Predicate pushdown, why it doesn't work every time?

Versions: Apache Spark 3.3.0

Pushdowns in Apache Spark are great to delegate some operations to the data sources. It's a great way to reduce the data volume to be processed in the job. However, there is one important gotcha. Watch out the definition of your predicate because from time to time, even though the pushdown predicate is supported by the data source, the predicate can still be executed by the Apache Spark job!

To understand why, let's take this simple use case. I'm creating here a dataset composed of 3 letters:

case class Letter(lower: String, upper: String, creationDate: Timestamp)

    val inputData = Seq(Letter("a", "A", new Timestamp(1L)),
      Letter("b", "B", new Timestamp(1651356000000L)),
      Letter("c", "C", new Timestamp(100))).toDF

    inputData.write.mode(SaveMode.Overwrite).parquet(OutputDir)

And in my query I want to get all the letters created in 2022, so to get only the "b". Bad luck, you've just started with Apache Spark and think that to compare a date like '2022-01-01', the filter should cast the creationDate field to a string:

    val queryWithDateTimeFilter = sparkSession.read.parquet(OutputDir)
      .filter("CAST(creationDate AS STRING) >= '2022-01-01'")

The query returns correct results but if you analyze the execution plan, you'll see that only an "is not null" filter was pushed down to Apache Parquet:

== Physical Plan ==
*(1) Filter (isnotnull(creationDate#2) AND (cast(creationDate#2 as string) >= 2022-01-01))
+- *(1) ColumnarToRow
   +- FileScan parquet [lower#0,upper#1,creationDate#2] Batched: true, DataFilters: [isnotnull(creationDate#2), (cast(creationDate#2 as string) >= 2022-01-01)], Format: Parquet, Location: InMemoryFileIndex(1 paths)[file:/tmp/spark-predicate-pushdown], PartitionFilters: [], PushedFilters: [IsNotNull(creationDate)], ReadSchema: struct<lower:string,upper:string,creationDate:timestamp>

Why? To understand that, let's analyze the planning steps.
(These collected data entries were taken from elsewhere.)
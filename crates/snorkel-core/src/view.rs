//! View controller: keeps the rendering engine in step with the feature store
//! and frames the viewport.

use tracing::debug;

use crate::bounds::{Bounded, BoundingBox};
use crate::geometry::{DrawnShape, Geometry, LngLat};
use crate::store::{Feature, FeatureHandle, FeatureStore, Overlay, OverlayHandle};

#[derive(Clone, Copy, Debug, PartialEq)]
pub struct Viewport {
    pub center: LngLat,
    pub zoom: u8,
}

impl Default for Viewport {
    fn default() -> Self {
        Self {
            center: LngLat(147.257, -29.078),
            zoom: 4,
        }
    }
}

/// Rendering collaborator. Drawing tools live on the engine side and report
/// finished shapes through [`ViewController::on_shape_drawn`].
pub trait MapEngine {
    fn show_feature(&mut self, handle: FeatureHandle, feature: &Feature);
    fn remove_feature(&mut self, handle: FeatureHandle);
    fn show_overlay(&mut self, handle: OverlayHandle, overlay: &Overlay);
    /// Must release whatever the engine allocated for the overlay.
    fn remove_overlay(&mut self, handle: OverlayHandle);
    fn fit_bounds(&mut self, bounds: BoundingBox);
    fn set_view(&mut self, viewport: Viewport);

    /// Nudge engines that do not repaint after bulk removal.
    fn force_redraw(&mut self) {}
}

#[derive(Clone, Copy, Debug, PartialEq)]
/// What a successful submission put on the map.
pub struct RenderedLayer {
    pub feature: FeatureHandle,
    pub overlay: OverlayHandle,
    pub bounds: BoundingBox,
}

pub struct ViewController<E> {
    engine: E,
    store: FeatureStore,
    home: Viewport,
}

impl<E: MapEngine> ViewController<E> {
    /// Take ownership of the engine and move it to the home view.
    pub fn new(mut engine: E, home: Viewport) -> Self {
        engine.set_view(home);
        Self {
            engine,
            store: FeatureStore::new(),
            home,
        }
    }

    pub fn store(&self) -> &FeatureStore {
        &self.store
    }

    pub fn engine(&self) -> &E {
        &self.engine
    }

    pub fn engine_mut(&mut self) -> &mut E {
        &mut self.engine
    }

    pub fn home(&self) -> Viewport {
        self.home
    }

    /// Drawing-tool completion: accumulate the shape as a feature.
    pub fn on_shape_drawn(&mut self, shape: &DrawnShape) -> FeatureHandle {
        self.add_geometry(shape.to_geometry())
    }

    pub fn add_geometry(&mut self, geometry: Geometry) -> FeatureHandle {
        let handle = self.store.add_feature(geometry);
        if let Some(feature) = self.store.feature(handle) {
            self.engine.show_feature(handle, feature);
        }
        handle
    }

    /// Draw a returned raster together with the geometry it was masked by,
    /// then frame both.
    pub fn render_layer(
        &mut self,
        geometry: Geometry,
        image: String,
        bounds: BoundingBox,
    ) -> RenderedLayer {
        let overlay = self.store.add_overlay(image, bounds);
        if let Some(entry) = self.store.overlay(overlay) {
            self.engine.show_overlay(overlay, entry);
        }
        let geometry_bounds = geometry.bounds();
        let feature = self.add_geometry(geometry);

        let framed = bounds.union(geometry_bounds);
        if !framed.is_empty() {
            self.engine.fit_bounds(framed);
        }
        RenderedLayer {
            feature,
            overlay,
            bounds: framed,
        }
    }

    pub fn remove_feature(&mut self, handle: FeatureHandle) -> bool {
        let removed = self.store.remove_feature(handle).is_some();
        if removed {
            self.engine.remove_feature(handle);
        }
        removed
    }

    pub fn remove_overlay(&mut self, handle: OverlayHandle) -> bool {
        let removed = self.store.remove_overlay(handle).is_some();
        if removed {
            self.engine.remove_overlay(handle);
        }
        removed
    }

    /// Fit to everything on the map, or return home when there is nothing.
    pub fn zoom_to_features(&mut self) {
        let bounds = self.store.bounds_of_all();
        if bounds.is_empty() {
            debug!("no features on the map; resetting to home view");
            self.engine.set_view(self.home);
        } else {
            self.engine.fit_bounds(bounds);
        }
    }

    pub fn clear(&mut self) {
        let cleared = self.store.clear_all();
        debug!(
            features = cleared.features.len(),
            overlays = cleared.overlays.len(),
            "cleared map"
        );
        for handle in cleared.features {
            self.engine.remove_feature(handle);
        }
        for handle in cleared.overlays {
            self.engine.remove_overlay(handle);
        }
        self.engine.force_redraw();
    }
}

#[cfg(test)]
pub(crate) mod tests {
    use super::*;

    #[derive(Clone, Debug, PartialEq)]
    pub(crate) enum EngineCall {
        ShowFeature(FeatureHandle),
        RemoveFeature(FeatureHandle),
        ShowOverlay(OverlayHandle),
        RemoveOverlay(OverlayHandle),
        Fit(BoundingBox),
        SetView(Viewport),
        Redraw,
    }

    #[derive(Default)]
    pub(crate) struct RecordingEngine {
        pub(crate) calls: Vec<EngineCall>,
    }

    impl RecordingEngine {
        pub(crate) fn fits(&self) -> Vec<BoundingBox> {
            self.calls
                .iter()
                .filter_map(|call| match call {
                    EngineCall::Fit(bounds) => Some(*bounds),
                    _ => None,
                })
                .collect()
        }
    }

    impl MapEngine for RecordingEngine {
        fn show_feature(&mut self, handle: FeatureHandle, _feature: &Feature) {
            self.calls.push(EngineCall::ShowFeature(handle));
        }
        fn remove_feature(&mut self, handle: FeatureHandle) {
            self.calls.push(EngineCall::RemoveFeature(handle));
        }
        fn show_overlay(&mut self, handle: OverlayHandle, _overlay: &Overlay) {
            self.calls.push(EngineCall::ShowOverlay(handle));
        }
        fn remove_overlay(&mut self, handle: OverlayHandle) {
            self.calls.push(EngineCall::RemoveOverlay(handle));
        }
        fn fit_bounds(&mut self, bounds: BoundingBox) {
            self.calls.push(EngineCall::Fit(bounds));
        }
        fn set_view(&mut self, viewport: Viewport) {
            self.calls.push(EngineCall::SetView(viewport));
        }
        fn force_redraw(&mut self) {
            self.calls.push(EngineCall::Redraw);
        }
    }

    fn controller() -> ViewController<RecordingEngine> {
        ViewController::new(RecordingEngine::default(), Viewport::default())
    }

    #[test]
    fn starts_at_home_view() {
        let view = controller();
        assert_eq!(
            view.engine().calls,
            vec![EngineCall::SetView(Viewport::default())]
        );
    }

    #[test]
    fn zoom_on_empty_map_resets_without_fitting() {
        let mut view = controller();
        view.zoom_to_features();
        assert!(view.engine().fits().is_empty());
        assert_eq!(
            view.engine().calls.last(),
            Some(&EngineCall::SetView(Viewport::default()))
        );
    }

    #[test]
    fn zoom_fits_all_drawn_shapes() {
        let mut view = controller();
        view.on_shape_drawn(&DrawnShape::Rectangle(BoundingBox::new(0.0, 0.0, 1.0, 1.0)));
        view.on_shape_drawn(&DrawnShape::Point(LngLat(5.0, -3.0)));
        view.zoom_to_features();
        assert_eq!(view.engine().fits(), vec![BoundingBox::new(0.0, -3.0, 5.0, 1.0)]);
    }

    #[test]
    fn render_layer_frames_overlay_and_geometry() {
        let mut view = controller();
        let geometry =
            DrawnShape::Rectangle(BoundingBox::new(170.2, -39.8, 171.5, -39.2)).to_geometry();
        let layer = view.render_layer(
            geometry,
            "data:image/png;base64,AAAA".into(),
            BoundingBox::new(170.0, -40.0, 171.0, -39.0),
        );
        let expected = BoundingBox::new(170.0, -40.0, 171.5, -39.0);
        assert_eq!(layer.bounds, expected);
        assert_eq!(view.engine().fits(), vec![expected]);
        assert_eq!(view.store().feature_count(), 1);
        assert_eq!(view.store().overlay_count(), 1);
    }

    #[test]
    fn clear_releases_everything_then_redraws() {
        let mut view = controller();
        let feature = view.on_shape_drawn(&DrawnShape::Point(LngLat(1.0, 1.0)));
        let layer = view.render_layer(
            Geometry::Point(LngLat(2.0, 2.0)),
            "img".into(),
            BoundingBox::new(1.5, 1.5, 2.5, 2.5),
        );
        view.engine_mut().calls.clear();

        view.clear();
        let calls = &view.engine().calls;
        assert!(calls.contains(&EngineCall::RemoveFeature(feature)));
        assert!(calls.contains(&EngineCall::RemoveFeature(layer.feature)));
        assert!(calls.contains(&EngineCall::RemoveOverlay(layer.overlay)));
        assert_eq!(calls.last(), Some(&EngineCall::Redraw));
        assert!(view.store().is_empty());

        view.engine_mut().calls.clear();
        view.clear();
        assert_eq!(view.engine().calls, vec![EngineCall::Redraw]);
    }

    #[test]
    fn removing_unknown_handle_does_not_touch_engine() {
        let mut view = controller();
        view.engine_mut().calls.clear();
        assert!(!view.remove_feature(FeatureHandle(42)));
        assert!(!view.remove_overlay(OverlayHandle(42)));
        assert!(view.engine().calls.is_empty());
    }
}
Planning steps in DataSource V2 API

The logical rule responsible for the predicate pushdown is the V2ScanRelationPushDown class. It's responsible for more than that because it also pushes down the aggregates, limit statements, and projections in column pruning. When it comes to the predicates, it defines the pruning logic in the pushDownFilters(plan: LogicalPlan) method that transforms Filter nodes of the LogicalPlan into pushed filters.

The transformation happens in another method, the pushFilters(scanBuilder: ScanBuilder, filters: Seq[Expression]) of the PushDownUtils. The function handles the following scenarios where the ScanBuilder can implement SupportsPushDownFilters or SupportsPushDownV2Filters interface, or not. For Apache Parquet, the rule goes to the last pattern matching case:

object PushDownUtils extends PredicateHelper { 
  def pushFilters(scanBuilder: ScanBuilder, filters: Seq[Expression])
      : (Either[Seq[sources.Filter], Seq[Predicate]], Seq[Expression]) = {
    scanBuilder match {
// ...
      case f: FileScanBuilder =>
        val postScanFilters = f.pushFilters(filters)
        (Right(f.pushedFilters), postScanFilters)

The pushFilters method iterates all filters and tries to translate them into a data source filter expression. To do that, it calls DataSourceStrategy#translateLeafNodeFilter that uses PushableColumnBase extractor to get the data source column where it should push down the predicate. Here too, Spark uses pattern matching which is valid for simple attributes and nested fields:

abstract class PushableColumnBase {
  val nestedPredicatePushdownEnabled: Boolean

  private def extractNestedCol(e: Expression): Option[Seq[String]] = e match {
    case a: Attribute => Some(Seq(a.name))
    case s: GetStructField =>
      extractNestedCol(s.child).map(_ :+ s.childSchema(s.ordinal).name)
    case _ => None
  }

Because we're casting the column, it's neither an attribute or a structure. Therefore, the pattern matching goes to the default case, meaning that there is no data source column to apply the predicate on. Similar mechanism works for the two interface-based scenarios introduced before.

Need a more reactive demo? Check the video below out:

So one thing to remember. Although the predicate pushdown is there for many sources and scenarios [including nested columns], it doesn't mean it'll apply every time. As shown in the blog post, if the predicate expression doesn't match the data source columns, it'll leave the filter execution on Apache Spark side.